//! kbscan - document tree scanner producing privacy-scrubbed
//! Markdown surrogates and a latest-document map.
//!
//! The scanner walks configured roots, follows shortcuts under an
//! explicit policy, extracts a bounded outline per document, redacts
//! sensitive patterns, and only re-extracts files whose fingerprint
//! changed since the previous run.

pub mod classify;
pub mod config;
pub mod error;
pub mod extract;
pub mod filter;
pub mod fingerprint;
pub mod mask;
pub mod orchestrator;
pub mod paths;
pub mod render;
pub mod shortcut;
pub mod state;
pub mod summary;
pub mod version;

pub use classify::{Classification, Classifier};
pub use config::{MaskingConfig, ScanConfig, ShortcutConfig};
pub use error::{Result, ScanError, Skip, SkipReason};
pub use extract::{DocumentFormat, ExtractedDocument};
pub use fingerprint::FileFingerprint;
pub use mask::{Masker, RedactedDocument};
pub use orchestrator::{ScanOrchestrator, ScanOutcome};
pub use render::DocRecord;
pub use shortcut::{ScanTarget, ShortcutResolver};
pub use state::StateStore;
pub use version::{VersionOrdinal, VersionParser, VersionResolver};

/// Crate version, as reported in CLI output
pub const VERSION: &str = env!("CARGO_PKG_VERSION");

#[cfg(test)]
mod tests {
    use super::*;

    #[test]
    fn test_version_format() {
        assert!(!VERSION.is_empty());
        assert!(VERSION.contains('.'));
    }
}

------------------------------------------------

TASK DESCRIPTION: Set down the whole of the material again, exactly.

TASK RESPONSE:
//! kbscan - document tree scanner producing privacy-scrubbed
//! Markdown surrogates and a latest-document map.
//!
//! The scanner walks configured roots, follows shortcuts under an
//! explicit policy, extracts a bounded outline per document, redacts
//! sensitive patterns, and only re-extracts files whose fingerprint
//! changed since the previous run.

pub mod classify;
pub mod config;
pub mod error;
pub mod extract;
pub mod filter;
pub mod fingerprint;
pub mod mask;
pub mod orchestrator;
pub mod paths;
pub mod render;
pub mod shortcut;
pub mod state;
pub mod summary;
pub mod version;

pub use classify::{Classification, Classifier};
pub use config::{MaskingConfig, ScanConfig, ShortcutConfig};
pub use error::{Result, ScanError, Skip, SkipReason};
pub use extract::{DocumentFormat, ExtractedDocument};
pub use fingerprint::FileFingerprint;
pub use mask::{Masker, RedactedDocument};
pub use orchestrator::{ScanOrchestrator, ScanOutcome};
pub use render::DocRecord;
pub use shortcut::{ScanTarget, ShortcutResolver};
pub use state::StateStore;
pub use version::{VersionOrdinal, VersionParser, VersionResolver};

/// Crate version, as reported in CLI output
pub const VERSION: &str = env!("CARGO_PKG_VERSION");

#[cfg(test)]
mod tests {
    use super::*;

    #[test]
    fn test_version_format() {
        assert!(!VERSION.is_empty());
        assert!(VERSION.contains('.'));
    }
}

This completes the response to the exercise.